It is intended that the meaning of the term ‘exceptional circumstances’ is defined in accordance with its ordinary meaning. ‘Exceptional circumstances’ may describe a circumstance which is such as to form an exception, which is out of the ordinary course, or unusual, or special or uncommon. It need not be ‘unique, or unprecedented, or very rare’, but it cannot be a circumstance that is ‘regularly, or routinely, or normally encountered’. Whether exceptional circumstances are shown to exist will depend on the facts and circumstances of a particular case.

  1. [51]
    Contrary to that expectation, police in this district regularly and routinely bring cross-applications. I suspect that this is because they cannot work out who is most in need of protection and because both need protection. It is not simply a matter of training. Officers simply don’t have enough time to get the information or make the assessments such an exercise would require. Thus, two officers will routinely make cross-applications and it becomes a matter for the Court.
  1. [52]
    The key to interpreting s. 4(2)(e) comes from the words in circumstances in which there are conflicting allegations of domestic violence or indications that both persons in a relationship are committing acts of violence.
  1. [53]
    Nowhere does Parliament clearly express where these circumstances or allegations are to be found. Do they arise simply where the Respondent standing over the injured Aggrieved says to the police as they drag him off her: It’s all her fault or She started it or I was just defending myself or Look what she made me do?
  1. [54]
    That does not appear to be consistent with the purpose of the Act but there is room for uncertainty. Regard can be had to the explanatory notes for the Domestic and Family Violence Protection (Combating Coercive Control) and Other Legislation Amendment Bill 2022 which bought in this change.
  1. [55]
    They make it clear that what is being aimed at is ‘cross-applications’.[8]

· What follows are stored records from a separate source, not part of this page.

impl StandardFont {
    fn base_name(self) -> &'static [u8] {
        match self {
            StandardFont::Helvetica => b"Helvetica",
            StandardFont::HelveticaBold => b"Helvetica-Bold",
            StandardFont::TimesRoman => b"Times-Roman",
            StandardFont::TimesBold => b"Times-Bold",
            StandardFont::Courier => b"Courier",
            StandardFont::CourierBold => b"Courier-Bold",
        }
    }

    fn ascii_widths(self) -> Option<&'static [u16; 95]> {
        match self {
            StandardFont::Helvetica => Some(&HELVETICA),
            StandardFont::HelveticaBold => Some(&HELVETICA_BOLD),
            StandardFont::TimesRoman => Some(&TIMES_ROMAN),
            StandardFont::TimesBold => Some(&TIMES_BOLD),
            StandardFont::Courier | StandardFont::CourierBold => None,
        }
    }

    /// Advance width in 1000-units. Accented Latin letters use their base
    /// letter; anything else unknown gets an average width.
    fn char_width_1000(self, ch: char) -> f32 {
        let Some(table) = self.ascii_widths() else {
            return 600.0;
        };
        let base = if ch.is_ascii() {
            ch
        } else {
            ch.to_string().nfd().next().unwrap_or(ch)
        };
        match base as u32 {
            32..=126 => table[(base as u32 - 32) as usize] as f32,
            _ => 556.0,
        }
    }
}

// AFM advance widths for ASCII 32..=126.
#[rustfmt::skip]
const HELVETICA: [u16; 95] = [
    278, 278, 355, 556, 556, 889, 667, 191, 333, 333, 389, 584, 278, 333, 278, 278,
    556, 556, 556, 556, 556, 556, 556, 556, 556, 556,
    278, 278, 584, 584, 584, 556, 1015,
    667, 667, 722, 722, 667, 611, 778, 722, 278, 500, 667, 556, 833, 722, 778, 667,
    778, 722, 667, 611, 722, 667, 944, 667, 667, 611,
    278, 278, 278, 469, 556, 333,
    556, 556, 500, 556, 556, 278, 556, 556, 222, 222, 500, 222, 833, 556, 556, 556,
    556, 333, 500, 278, 556, 500, 722, 500, 500, 500,
    334, 260, 334, 584,
];

#[rustfmt::skip]
const HELVETICA_BOLD: [u16; 95] = [
    278, 333, 474, 556, 556, 889, 722, 238, 333, 333, 389, 584, 278, 333, 278, 278,
    556, 556, 556, 556, 556, 556, 556, 556, 556, 556,
    333, 333, 584, 584, 584, 611, 975,
    722, 722, 722, 722, 667, 611, 778, 722, 278, 556, 722, 611, 833, 722, 778, 667,
    778, 722, 667, 611, 722, 667, 944, 667, 667, 611,
    333, 278, 333, 584, 556, 333,
    556, 611, 556, 611, 556, 333, 611, 611, 278, 278, 556, 278, 889, 611, 611, 611,
    611, 389, 556, 333, 611, 556, 778, 556, 556, 500,
    389, 280, 389, 584,
];

#[rustfmt::skip]
const TIMES_ROMAN: [u16; 95] = [
    250, 333, 408, 500, 500, 833, 778, 180, 333, 333, 500, 564, 250, 333, 250, 278,
    500, 500, 500, 500, 500, 500, 500, 500, 500, 500,
    278, 278, 564, 564, 564, 444, 921,
    722, 667, 667, 722, 611, 556, 722, 722, 333, 389, 722, 611, 889, 722, 722, 556,
    722, 667, 556, 611, 722, 722, 944, 722, 722, 611,
    333, 278, 333, 469, 500, 333,
    444, 500, 444, 500, 444, 333, 500, 500, 278, 278, 500, 278, 778, 500, 500, 500,
    500, 333, 389, 278, 500, 500, 722, 500, 500, 444,
    480, 200, 480, 541,
];

#[rustfmt::skip]
const TIMES_BOLD: [u16; 95] = [
    250, 333, 555, 500, 500, 1000, 833, 278, 333, 333, 500, 570, 250, 333, 250, 278,
    500, 500, 500, 500, 500, 500, 500, 500, 500, 500,
    333, 333, 570, 570, 570, 500, 930,
    722, 667, 722, 722, 667, 611, 778, 778, 389, 500, 778, 667, 944, 722, 778, 611,
    778, 722, 556, 667, 722, 722, 1000, 722, 722, 667,
    333, 278, 333, 581, 500, 333,
    500, 556, 444, 556, 444, 333, 500, 556, 278, 333, 556, 278, 833, 556, 500, 556,
    556, 444, 389, 333, 556, 500, 722, 500, 500, 444,
    394, 220, 394, 520,
];

/// A TrueType face loaded from disk, kept as raw bytes so it can be both
/// measured and embedded.
pub(crate) struct TrueTypeFace {
    family: String,
    data: Vec<u8>,
    face_index: u32,
}

impl TrueTypeFace {
    fn char_width_1000(&self, ch: char) -> f32 {
        let Ok(face) = Face::parse(&self.data, self.face_index) else {
            return 0.0;
        };
        let units = face.units_per_em() as f32;
        face.glyph_index(ch)
            .and_then(|gid| face.glyph_hor_advance(gid))
            .map(|adv| adv as f32 / units * 1000.0)
            .unwrap_or(0.0)
    }
}

pub(crate) enum FaceSource {
    Standard(StandardFont),
    TrueType(TrueTypeFace),
}

impl FaceSource {
    fn text_width_1000(&self, text: &str) -> f32 {
        match self {
            FaceSource::Standard(std_font) => {
                text.chars().map(|ch| std_font.char_width_1000(ch)).sum()
            }
            FaceSource::TrueType(face) => text.chars().map(|ch| face.char_width_1000(ch)).sum(),
        }
    }
}

/// Regular and bold faces of the poster's font family.
pub struct FontSet {
    pub family: FontFamily,
    regular: FaceSource,
    bold: FaceSource,
}

impl FontSet {
    /// Resolve a family to concrete faces. DejaVu Sans is looked up among the
    /// system fonts; when it cannot be found the poster falls back to Helvetica.
    pub fn load(family: FontFamily) -> FontSet {
        let standard = |regular, bold| FontSet {
            family,
            regular: FaceSource::Standard(regular),
            bold: FaceSource::Standard(bold),
        };
        match family {
            FontFamily::Helvetica => standard(StandardFont::Helvetica, StandardFont::HelveticaBold),
            FontFamily::Times => standard(StandardFont::TimesRoman, StandardFont::TimesBold),
            FontFamily::Courier => standard(StandardFont::Courier, StandardFont::CourierBold),
            FontFamily::Dejavusans => {
                let regular = load_truetype("DejaVu Sans", false);
                let bold = load_truetype("DejaVu Sans", true);
                match (regular, bold) {
                    (Some(regular), Some(bold)) => FontSet {
                        family,
                        regular: FaceSource::TrueType(regular),
                        bold: FaceSource::TrueType(bold),
                    },
                    _ => {
                        log::warn!("Font not found: DejaVu Sans, using Helvetica");
                        standard(StandardFont::Helvetica, StandardFont::HelveticaBold)
                    }
                }
            }
        }
    }

    /// Standard-font metrics only; never touches the file system.
    pub fn builtin(family: FontFamily) -> FontSet {
        match family {
            FontFamily::Dejavusans => FontSet {
                family,
                regular: FaceSource::Standard(StandardFont::Helvetica),
                bold: FaceSource::Standard(StandardFont::HelveticaBold),
            },
            other => FontSet::load(other),
        }
    }

    /// True when both faces come from font files and get embedded.
    pub fn is_embedded(&self) -> bool {
        matches!(
            (&self.regular, &self.bold),
            (FaceSource::TrueType(_), FaceSource::TrueType(_))
        )
    }

    fn face(&self, bold: bool) -> &FaceSource {
        if bold { &self.bold } else { &self.regular }
    }

    /// Write both faces into the document. `used_chars` drives subsetting of
    /// embedded TrueType faces.
    pub(crate) fn register(
        &self,
        pdf: &mut Pdf,
        alloc: &mut impl FnMut() -> Ref,
        used_chars: &HashSet<char>,
    ) -> RegisteredFonts {
        RegisteredFonts {
            regular: register_face(pdf, &self.regular, "F1".into(), alloc, used_chars),
            bold: register_face(pdf, &self.bold, "F2".into(), alloc, used_chars),
        }
    }
}
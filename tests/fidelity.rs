mod common;

use poster_studio::layout::{PT_PER_MM, TemplateText};
use poster_studio::model::{ExportRequest, PageSize, PostStatus};
use poster_studio::pdf::{
    DocumentMeta, ElementKind, PosterAssets, RenderStrategy, decode_image, load_image_file,
    render_poster,
};
use poster_studio::validator::{LayoutProbe, TemplateProbe};
use poster_studio::wire::ExportSubmission;

fn parametric(page: PageSize, assets: &PosterAssets) -> poster_studio::pdf::RenderedPoster {
    render_poster(
        ExportRequest {
            parameters: common::montseny_params(page),
            captured_image: None,
        },
        assets,
        &TemplateText::default(),
        DocumentMeta::default(),
    )
    .unwrap()
}

fn qr_assets() -> PosterAssets {
    PosterAssets {
        qr_target: Some("https://www.gem-malgrat.cat/?p=42".into()),
        ..PosterAssets::default()
    }
}

#[test]
fn preview_and_document_agree_on_geometry() {
    let _ = env_logger::try_init();
    let template = TemplateText::default();
    println!();
    println!("{:<6} {:<14} {:>10} {:>10}", "Page", "Element", "Preview", "Document");

    for page in [PageSize::A4, PageSize::A3] {
        let params = common::montseny_params(page);
        let preview = TemplateProbe::new(&params, &template).layout();
        let rendered = parametric(page, &qr_assets());
        let report = &rendered.report;

        let separator = report.element(ElementKind::Separator).unwrap();
        let left_width = separator.center_x() - 7.5 - preview.left_column.x;
        let right_width = report.element(ElementKind::Info).unwrap().width;
        println!(
            "{:<6} {:<14} {:>10.2} {:>10.2}",
            page.as_str(),
            "left column",
            preview.left_column.width,
            left_width
        );
        common::assert_close(left_width, preview.left_column.width, 1e-3, "left column width");
        common::assert_close(right_width, preview.right_column.width, 1e-3, "right column width");

        let qr = report.element(ElementKind::Qr).unwrap();
        println!(
            "{:<6} {:<14} {:>10.2} {:>10.2}",
            page.as_str(),
            "qr y",
            preview.qr.y,
            qr.y
        );
        assert_eq!(qr, preview.qr);
        assert_eq!(report.element(ElementKind::Title), Some(preview.title.rect));

        // What was actually painted, read back from the content stream.
        let page_h = page.height_mm();
        let ops = common::numeric_ops(&common::inflated_streams(&rendered.bytes));

        let (line_start, _) = ops
            .iter()
            .find(|(v, op)| op == "m" && v.len() == 2)
            .unwrap_or_else(|| panic!("{}: no separator path", page.as_str()));
        let sep = preview.separator;
        common::assert_close(line_start[0], sep.center_x() * PT_PER_MM, 0.01, "separator x");
        common::assert_close(line_start[1], (page_h - sep.y) * PT_PER_MM, 0.01, "separator top");

        // The QR starts with its white background square.
        let qr_box = ops
            .windows(2)
            .find(|w| w[0].1 == "g" && w[0].0 == [1.0] && w[1].1 == "re")
            .map(|w| w[1].0.clone())
            .unwrap_or_else(|| panic!("{}: no QR background", page.as_str()));
        println!(
            "{:<6} {:<14} {:>10.2} {:>10.2}",
            page.as_str(),
            "qr origin pt",
            (page_h - preview.qr.bottom()) * PT_PER_MM,
            qr_box[1]
        );
        common::assert_close(qr_box[0], preview.qr.x * PT_PER_MM, 0.01, "qr x");
        common::assert_close(qr_box[1], (page_h - preview.qr.bottom()) * PT_PER_MM, 0.01, "qr y");
        common::assert_close(qr_box[2], preview.qr.width * PT_PER_MM, 0.01, "qr width");
        common::assert_close(qr_box[3], preview.qr.height * PT_PER_MM, 0.01, "qr height");
    }
}

#[test]
fn column_split_is_sixty_forty() {
    let params = common::montseny_params(PageSize::A4);
    let layout = TemplateProbe::new(&params, &TemplateText::default()).layout();
    let usable = 210.0 - 2.0 * 25.0 - 15.0;
    common::assert_close(layout.left_column.width, usable * 0.6, 1e-3, "left");
    common::assert_close(layout.right_column.width, usable * 0.4, 1e-3, "right");
}

#[test]
fn parametric_exports_are_repeatable() {
    let assets = qr_assets();
    let first = parametric(PageSize::A4, &assets);
    let second = parametric(PageSize::A4, &assets);
    assert_eq!(first.report, second.report);
    assert_eq!(
        common::inflated_streams(&first.bytes),
        common::inflated_streams(&second.bytes)
    );
}

#[test]
fn captured_page_fills_the_whole_page() {
    let out = common::output_dir("fidelity_capture");
    // A4 at 3x natural CSS pixels
    let capture = decode_image(common::jpeg_bytes(2381, 3368, [200, 210, 220])).unwrap();
    let rendered = render_poster(
        ExportRequest {
            parameters: common::montseny_params(PageSize::A4),
            captured_image: Some(capture),
        },
        &qr_assets(),
        &TemplateText::default(),
        DocumentMeta::default(),
    )
    .unwrap();
    std::fs::write(out.join("captured.pdf"), &rendered.bytes).unwrap();

    assert_eq!(rendered.report.strategy, RenderStrategy::Captured);
    assert!(!rendered.report.qr_drawn);
    let full = rendered.report.element(ElementKind::FullPageImage).unwrap();
    assert_eq!((full.x, full.y, full.width, full.height), (0.0, 0.0, 210.0, 297.0));
    assert_eq!(rendered.report.elements.len(), 1);

    let (w, h) = common::pdf_mediabox(&rendered.bytes).unwrap();
    common::assert_close(w, 210.0 * PT_PER_MM, 0.5, "width");
    common::assert_close(h, 297.0 * PT_PER_MM, 0.5, "height");
    assert_eq!(common::image_xobject_count(&rendered.bytes), 1);
}

#[test]
fn montseny_a4_end_to_end() {
    let env = common::TestEnv::new("fidelity_montseny_a4");
    env.add_content(common::montseny_content(PostStatus::Publish));
    let service = env.editor_service();

    let response = service.handle(&ExportSubmission {
        post_id: common::POST_ID.into(),
        auth_token: common::TOKEN.into(),
        parameters: common::montseny_params(PageSize::A4),
        image_data: None,
    });
    assert!(response.success, "{:?}", response.message);

    let stored = env.stored_pdfs();
    assert_eq!(stored.len(), 1);
    let pdf = common::read(&stored[0]);
    assert_eq!(common::page_count(&pdf), 1);
    let (w, h) = common::pdf_mediabox(&pdf).unwrap();
    common::assert_close(w, 595.28, 0.5, "A4 width");
    common::assert_close(h, 841.89, 0.5, "A4 height");

    let streams = common::inflated_streams(&pdf);
    assert!(common::contains_text(&streams, "SORTIDA AL MONTSENY"));
    assert!(common::contains_text(&streams, "Lloc: Montseny"));
    assert!(common::contains_text(&streams, "Dificultat: Mitjana"));

    // Same poster through the renderer directly, with the same assets.
    let content = common::montseny_content(PostStatus::Publish);
    let mut assets = service.load_assets(&content);
    assets.featured_image = Some(
        load_image_file(&env.config.content_dir.join("featured-42.jpg")).unwrap(),
    );
    let report = parametric(PageSize::A4, &assets).report;
    assert_eq!(report.title_lines, vec!["SORTIDA AL MONTSENY".to_string()]);
    let title = report.element(ElementKind::Title).unwrap();
    common::assert_close(title.center_x(), 105.0, 1e-3, "title centre");
    assert!(report.qr_drawn);
    assert!(report.logo_drawn);
    let details = report.element(ElementKind::Details).unwrap();
    let line_h = 14.0 * 1.25 * 25.4 / 72.0;
    common::assert_close(details.height, 2.0 * line_h, 1e-3, "two detail lines");
}

#[test]
fn montseny_a3_scales_branding() {
    let env = common::TestEnv::new("fidelity_montseny_a3");
    let service = env.editor_service();
    let content = common::montseny_content(PostStatus::Publish);
    let assets = service.load_assets(&content);

    let rendered = parametric(PageSize::A3, &assets);
    std::fs::write(env.root.join("a3.pdf"), &rendered.bytes).unwrap();
    let report = rendered.report;

    assert_eq!(report.page_mm, (297.0, 420.0));
    let qr = report.element(ElementKind::Qr).unwrap();
    assert_eq!((qr.width, qr.height), (35.0, 35.0));
    let logo = report.element(ElementKind::Logo).unwrap();
    assert_eq!(logo.width, 30.0);

    let (w, h) = common::pdf_mediabox(&rendered.bytes).unwrap();
    common::assert_close(w, 297.0 * PT_PER_MM, 0.5, "A3 width");
    common::assert_close(h, 420.0 * PT_PER_MM, 0.5, "A3 height");
}

#[test]
fn probe_matches_default_poster_bottom() {
    let params = common::montseny_params(PageSize::A4);
    let template = TemplateText::default();
    let probe = TemplateProbe::new(&params, &template);
    assert!(probe.content_bottom_px() <= probe.canvas_height_px());
}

The Bill also strengthens the court’s response to cross applications and the making of cross orders against victims of DFV by:

  • requiring applications and cross applications to be heard together;

  • requiring the court to identify the person most in need of protection in the context of the relationship as a whole; and
  • only allowing the court to make one order to protect the person most in need of protection, unless there are exceptional circumstances where there is clear evidence that each of the parties in the relationship are in need of protection from each other.[9]
  1. [56]
    This is consistent with the strict language of Division 1A defining cross-applications and limiting the to ‘live’ applications.
  1. [57]
    Despite being included in that Division, section 41F is the only relevant law in relation to one live application and one live order. It merely requires the Court considering the final order to have regard to the earlier file. For the same reasons as I have help section 41G doesn’t apply to a TPO, I do not think s. 41F applies to one either. Otherwise an urgent TPO would have to await the transmission of a file from an archive or remote courthouse on a weekend or during an natural disaster.
  1. [58]
    For that reason, in the context of this application where there is one live application and one live order, it does not apply at all (let alone to a TPO).
  1. [59]
    The Explanatory Notes make it clear that the only work s. 4(2)(e) has to do is in relation to cross-applications.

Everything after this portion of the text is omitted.